SyntheticEvent also has subclasses that match DOM specific event types:
- SyntheticAnimationEvent
- SyntheticClipboardEvent
- SyntheticCompositionEvent
- SyntheticDragEvent
- SyntheticFocusEvent
- SyntheticInputEvent
- SyntheticKeyboardEvent
- SyntheticMouseEvent
- SyntheticPointerEvent
- SyntheticTouchEvent
- .

Event classification and priority

The SimpleEventPlugin divides event types into three categories, with different priorities (from lowest to highest):

DiscreteEvent indicates a DiscreteEvent. For example, blur, focus, click, submit, touchStart. These events are triggered discreetly
UserBlockingEvent UserBlockingEvent. Examples include touchMove, mouseMove, Scroll, drag, dragOver, etc. These events’ block ‘user interaction.
ContinuousEvent Continuable events. Examples are load, error, loadStart, abort, animationEnd. This has the highest priority, which means that they should be executed immediately and synchronously. That’s what Continuous means.
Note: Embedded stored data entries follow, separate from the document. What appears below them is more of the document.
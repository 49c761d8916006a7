//! Chat completion resource.

use crate::client::core::{apply_options, PaxSenixClient};
use crate::client::validation;
use crate::config::RequestOptions;
use crate::pipeline::{PullAdapter, PushAdapter, StreamHandlers};
use crate::resilience::{execute_with_retry, ExponentialBackoff};
use crate::transport::Request;
use crate::types::Message;
use crate::{BoxStream, Result};
use serde::{Deserialize, Serialize};
use serde_json::{Map, Value};
use tracing::debug;

pub const CHAT_COMPLETIONS_PATH: &str = "/v1/chat/completions";

const DEFAULT_TEMPERATURE: f64 = 0.7;
const DEFAULT_TOP_P: f64 = 1.0;

/// Parameters for `POST /v1/chat/completions`.
///
/// Fields the service accepts but this struct does not name go in `extra` and
/// are sent verbatim at the top level of the body.
#[derive(Debug, Clone, Default, Serialize, Deserialize)]
pub struct ChatCompletionParams {
    #[serde(skip_serializing_if = "Option::is_none")]
    pub model: Option<String>,
    pub messages: Vec<Message>,
    #[serde(skip_serializing_if = "Option::is_none")]
    pub temperature: Option<f64>,
    #[serde(skip_serializing_if = "Option::is_none")]
    pub max_tokens: Option<u32>,
    #[serde(skip_serializing_if = "Option::is_none")]
    pub top_p: Option<f64>,
    #[serde(skip_serializing_if = "Option::is_none")]
    pub frequency_penalty: Option<f64>,
    #[serde(skip_serializing_if = "Option::is_none")]
    pub presence_penalty: Option<f64>,
    #[serde(skip_serializing_if = "Option::is_none")]
    pub stream: Option<bool>,
    #[serde(flatten)]
    pub extra: Map<String, Value>,
}

impl ChatCompletionParams {
    pub fn new(messages: Vec<Message>) -> Self {
        Self {
            messages,
            ..Default::default()
        }
    }

    pub fn model(mut self, model: impl Into<String>) -> Self {
        self.model = Some(model.into());
        self
    }

    pub fn temperature(mut self, temperature: f64) -> Self {
        self.temperature = Some(temperature);
        self
    }

    pub fn max_tokens(mut self, max_tokens: u32) -> Self {
        self.max_tokens = Some(max_tokens);
        self
    }

    pub fn top_p(mut self, top_p: f64) -> Self {
        self.top_p = Some(top_p);
        self
    }

    pub fn frequency_penalty(mut self, penalty: f64) -> Self {
        self.frequency_penalty = Some(penalty);
        self
    }

    pub fn presence_penalty(mut self, penalty: f64) -> Self {
        self.presence_penalty = Some(penalty);
        self
    }

    /// Pass-through field, e.g. `stop` or `user`.
    pub fn extra(mut self, key: impl Into<String>, value: Value) -> Self {
        self.extra.insert(key.into(), value);
        self
    }

    /// Fill generation defaults the caller left unset.
    fn with_generation_defaults(mut self) -> Self {
        self.temperature.get_or_insert(DEFAULT_TEMPERATURE);
        self.top_p.get_or_insert(DEFAULT_TOP_P);
        self.frequency_penalty.get_or_insert(0.0);
        self.presence_penalty.get_or_insert(0.0);
        self
    }
}

/// Chat completion calls, borrowed from a [`PaxSenixClient`].
pub struct Chat<'a> {
    client: &'a PaxSenixClient,
}

impl<'a> Chat<'a> {
    pub(crate) fn new(client: &'a PaxSenixClient) -> Self {
        Self { client }
    }

    /// Buffered completion. Returns the response body as JSON.
    pub async fn create_completion(
        &self,
        params: ChatCompletionParams,
        options: RequestOptions,
    ) -> Result<Value> {
        let request = self.request(params, false)?;
        let resp = self.client.send(request, &options).await?;
        Ok(resp.body.into_value())
    }

    /// [`create_completion`](Self::create_completion) with `temperature 0.7`,
    /// `top_p 1`, and zero frequency/presence penalties unless the caller set them.
    pub async fn create_completion_with_config(
        &self,
        params: ChatCompletionParams,
        options: RequestOptions,
    ) -> Result<Value> {
        self.create_completion(params.with_generation_defaults(), options)
            .await
    }

    /// Stream a completion into `handlers`.
    ///
    /// Events arrive in order through `on_data`; then exactly one of `on_end`
    /// or `on_error` runs. The watchdog is `options.timeout` or the client
    /// timeout. Failures opening the stream are routed to `on_error` too.
    ///
    /// Returns `Err` only when the call failed and `on_error` was not set.
    pub async fn stream_completion(
        &self,
        params: ChatCompletionParams,
        handlers: StreamHandlers,
        options: RequestOptions,
    ) -> Result<()> {
        let adapter = PushAdapter::new(self.client.effective_timeout(&options))
            .with_observer(self.client.observer.clone());

        let opened = match self.request(params, true) {
            Ok(request) => self.client.open_stream(request, &options).await,
            Err(e) => Err(e),
        };
        match opened {
            Ok(resp) => {
                debug!(http_status = resp.status, "chat stream opened");
                adapter.run(resp.body, handlers).await
            }
            Err(e) => handlers.fail(e),
        }
    }

    /// Stream a completion as a lazy sequence of events.
    ///
    /// Failures opening the stream are returned directly; mid-stream transport
    /// failures are yielded once as `Err`. Dropping the stream closes the body.
    pub async fn stream_completion_async(
        &self,
        params: ChatCompletionParams,
        options: RequestOptions,
    ) -> Result<BoxStream<'static, Value>> {
        let request = self.request(params, true)?;
        let resp = self.client.open_stream(request, &options).await?;
        debug!(http_status = resp.status, "chat stream opened");
        let adapter = PullAdapter::new().with_observer(self.client.observer.clone());
        Ok(adapter.events(resp.body))
    }

    /// Validate messages, then retry with [`ExponentialBackoff`] (1s, 2s, 4s, ...).
    ///
    /// Independent of the client's linear retry setting: each exponential
    /// attempt is a single transport call.
    pub async fn create_completion_with_retry(
        &self,
        params: ChatCompletionParams,
        options: RequestOptions,
        max_retries: u32,
    ) -> Result<Value> {
        let backoff = ExponentialBackoff::with_retries(max_retries);
        self.create_completion_with_backoff(params, options, backoff)
            .await
    }

    /// [`create_completion_with_retry`](Self::create_completion_with_retry) with
    /// an explicit backoff.
    pub async fn create_completion_with_backoff(
        &self,
        params: ChatCompletionParams,
        options: RequestOptions,
        backoff: ExponentialBackoff,
    ) -> Result<Value> {
        validation::validate_messages(&params.messages)?;
        let request = self.request(params, false)?;
        let request = apply_options(request, &options);
        let transport = &self.client.transport;
        let resp = execute_with_retry(&backoff, |_| transport.execute(&request)).await?;
        Ok(resp.body.into_value())
    }

    /// Whether `messages` pass [`validate_messages`](validation::validate_messages).
    pub fn validate_messages(&self, messages: &[Message]) -> bool {
        validation::validate_messages(messages).is_ok()
    }

    fn request(&self, params: ChatCompletionParams, stream: bool) -> Result<Request> {
        Ok(Request::post(CHAT_COMPLETIONS_PATH).json(self.body(params, stream)?))
    }

    fn body(&self, mut params: ChatCompletionParams, stream: bool) -> Result<Value> {
        if params.model.as_deref().map_or(true, str::is_empty) {
            params.model = Some(self.client.config.default_model.clone());
        }
        if stream {
            params.stream = Some(true);
        }
        Ok(serde_json::to_value(params)?)
    }
}
use crate::transport::ResponseBody;
use reqwest::header::HeaderMap;
use std::time::Duration;
use thiserror::Error;

/// Structured error context for failures raised before a request reaches the wire.
#[derive(Debug, Clone, PartialEq, Eq)]
pub struct ErrorContext {
    /// Field path that caused the error (e.g., "params.messages[0].role")
    pub field_path: Option<String>,
    /// Additional context about the error (e.g., expected type, actual value)
    pub details: Option<String>,
    /// Source of the error (e.g., "message_validator", "client_builder")
    pub source: Option<String>,
}

impl ErrorContext {
    pub fn new() -> Self {
        Self {
            field_path: None,
            details: None,
            source: None,
        }
    }

    pub fn with_field_path(mut self, path: impl Into<String>) -> Self {
        self.field_path = Some(path.into());
        self
    }

    pub fn with_details(mut self, details: impl Into<String>) -> Self {
        self.details = Some(details.into());
        self
    }

    pub fn with_source(mut self, source: impl Into<String>) -> Self {
        self.source = Some(source.into());
        self
    }
}

impl Default for ErrorContext {
    fn default() -> Self {
        Self::new()
    }
}

/// Unified error type for the client.
///
/// Transport and protocol failures are normalized into a small set of
/// categories so callers can branch on them without touching `reqwest`
/// internals.
#[derive(Debug, Error)]
pub enum Error {
    /// The connection could not be established (refused, DNS failure, TLS).
    #[error("PaxSenix API connection error: {message}")]
    Connection { message: String },

    /// No response headers (or, for buffered calls, no full body) within the deadline.
    #[error("PaxSenix API timeout after {}ms", .after.as_millis())]
    Timeout { after: Duration },

    /// The service answered with a status outside 200-299.
    #[error("PaxSenix API error: {status} - {}", .body.error_message())]
    HttpStatus {
        status: u16,
        body: ResponseBody,
        headers: HeaderMap,
    },

    /// A decoder invariant was violated. Malformed individual frames never end up here.
    #[error("Stream decode error: {0}")]
    Decode(String),

    /// The transport failed after the stream had started.
    #[error("Stream error: {0}")]
    Stream(String),

    #[error("Validation error: {message}{}", format_context(.context))]
    Validation {
        message: String,
        context: ErrorContext,
    },

    #[error("Configuration error: {message}{}", format_context(.context))]
    Configuration {
        message: String,
        context: ErrorContext,
    },

    #[error("Serialization error: {0}")]
    Serialization(#[from] serde_json::Error),
}

// Helper function to format error context for display
fn format_context(ctx: &ErrorContext) -> String {
    let mut parts = Vec::new();
    if let Some(ref field) = ctx.field_path {
        parts.push(format!("field: {}", field));
    }
    if let Some(ref details) = ctx.details {
        parts.push(format!("details: {}", details));
    }
    if let Some(ref source) = ctx.source {
        parts.push(format!("source: {}", source));
    }
    if parts.is_empty() {
        String::new()
    } else {
        format!(" ({})", parts.join(", "))
    }
}

impl Error {
    pub fn connection(message: impl Into<String>) -> Self {
        Error::Connection {
            message: message.into(),
        }
    }

    pub fn validation_with_context(msg: impl Into<String>, context: ErrorContext) -> Self {
        Error::Validation {
            message: msg.into(),
            context,
        }
    }

    pub fn configuration_with_context(msg: impl Into<String>, context: ErrorContext) -> Self {
        Error::Configuration {
            message: msg.into(),
            context,
        }
    }

    /// HTTP status code, when the failure came from an HTTP response.
    pub fn status(&self) -> Option<u16> {
        match self {
            Error::HttpStatus { status, .. } => Some(*status),
            _ => None,
        }
    }

    /// Parsed (or raw) response body of an HTTP-level failure.
    pub fn body(&self) -> Option<&ResponseBody> {
        match self {
            Error::HttpStatus { body, .. } => Some(body),
            _ => None,
        }
    }

    /// Response headers of an HTTP-level failure.
    pub fn headers(&self) -> Option<&HeaderMap> {
        match self {
            Error::HttpStatus { headers, .. } => Some(headers),
            _ => None,
        }
    }

    /// 4xx responses: the request itself is wrong and repeating it cannot help.
    pub fn is_client_error(&self) -> bool {
        matches!(self.status(), Some(s) if (400..500).contains(&s))
    }

    /// Transient failures: connection problems, timeouts and 5xx responses.
    pub fn is_retryable(&self) -> bool {
        match self {
            Error::Connection { .. } | Error::Timeout { .. } => true,
            Error::HttpStatus { status, .. } => *status >= 500,
            _ => false,
        }
    }

    /// Failures raised locally, before anything was sent.
    pub fn is_local(&self) -> bool {
        matches!(
            self,
            Error::Validation { .. } | Error::Configuration { .. } | Error::Serialization(_)
        )
    }

    /// Extract error context if available
    pub fn context(&self) -> Option<&ErrorContext> {
        match self {
            Error::Validation { context, .. } | Error::Configuration { context, .. } => {
                Some(context)
            }
            _ => None,
        }
    }
}
//! Stream diagnostics.
//!
//! Malformed frames and failing `on_data` callbacks never end a stream; they
//! are reported to a [`StreamObserver`] instead. The default,
//! [`TracingObserver`], logs through `tracing`. [`InMemoryObserver`] keeps
//! counts so tests can assert on swallowed failures.

use std::sync::{Arc, Mutex};
use tracing::warn;

/// Receives non-fatal stream diagnostics.
pub trait StreamObserver: Send + Sync {
    /// A `data:` line whose payload was not valid JSON.
    fn on_malformed_frame(&self, _raw: &str, _reason: &str) {}

    /// An `on_data` callback returned an error. The stream keeps going.
    fn on_callback_error(&self, _error: &(dyn std::error::Error + Send + Sync)) {}
}

/// Drops every diagnostic.
#[derive(Debug, Default, Clone, Copy)]
pub struct NoopObserver;

impl StreamObserver for NoopObserver {}

/// Logs diagnostics at `warn` level.
#[derive(Debug, Default, Clone, Copy)]
pub struct TracingObserver;

impl StreamObserver for TracingObserver {
    fn on_malformed_frame(&self, raw: &str, reason: &str) {
        warn!(raw_data = raw, reason, "skipping malformed stream frame");
    }

    fn on_callback_error(&self, error: &(dyn std::error::Error + Send + Sync)) {
        warn!(error = %error, "stream data callback failed");
    }
}

pub fn tracing_observer() -> Arc<dyn StreamObserver> {
    Arc::new(TracingObserver)
}

pub fn noop_observer() -> Arc<dyn StreamObserver> {
    Arc::new(NoopObserver)
}

/// Records diagnostics in memory.
#[derive(Debug, Default)]
pub struct InMemoryObserver {
    malformed: Mutex<Vec<String>>,
    callback_errors: Mutex<Vec<String>>,
}

impl InMemoryObserver {
    pub fn new() -> Self {
        Self::default()
    }

    /// Raw payloads of the malformed frames seen so far.
    pub fn malformed_frames(&self) -> Vec<String> {
        self.malformed.lock().map(|v| v.clone()).unwrap_or_default()
    }

    pub fn malformed_count(&self) -> usize {
        self.malformed.lock().map(|v| v.len()).unwrap_or(0)
    }

    /// Display strings of the callback errors seen so far.
    pub fn callback_errors(&self) -> Vec<String> {
        self.callback_errors
            .lock()
            .map(|v| v.clone())
            .unwrap_or_default()
    }

    pub fn callback_error_count(&self) -> usize {
        self.callback_errors.lock().map(|v| v.len()).unwrap_or(0)
    }
}

impl StreamObserver for InMemoryObserver {
    fn on_malformed_frame(&self, raw: &str, _reason: &str) {
        if let Ok(mut v) = self.malformed.lock() {
            v.push(raw.to_string());
        }
    }

    fn on_callback_error(&self, error: &(dyn std::error::Error + Send + Sync)) {
        if let Ok(mut v) = self.callback_errors.lock() {
            v.push(error.to_string());
        }
    }
}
You may need to understand the priorities of React schedules to understand the differences between these three event types. As of this writing, React has five priority levels:

Immediate– Tasks of this priority are executed synchronously, or immediately without interruption
UserBlocking(250ms timeout) These tasks are generally the result of user interaction and require immediate feedback.
Normal(5s timeout) Respond to tasks that do not need to be felt immediately, such as network requests
LowThese tasks can be deferred, but should be executed eventually. For example, analysis notifications
Idle(no timeout) some unnecessary tasks (e.g., hidden content).

ContinuousEvent corresponds to the Immediate priority. UserBlockingEvent corresponds to UserBlocking(manually enabled); DiscreteEvent also corresponds to UserBlocking, but it executes other Discrete tasks before executing them.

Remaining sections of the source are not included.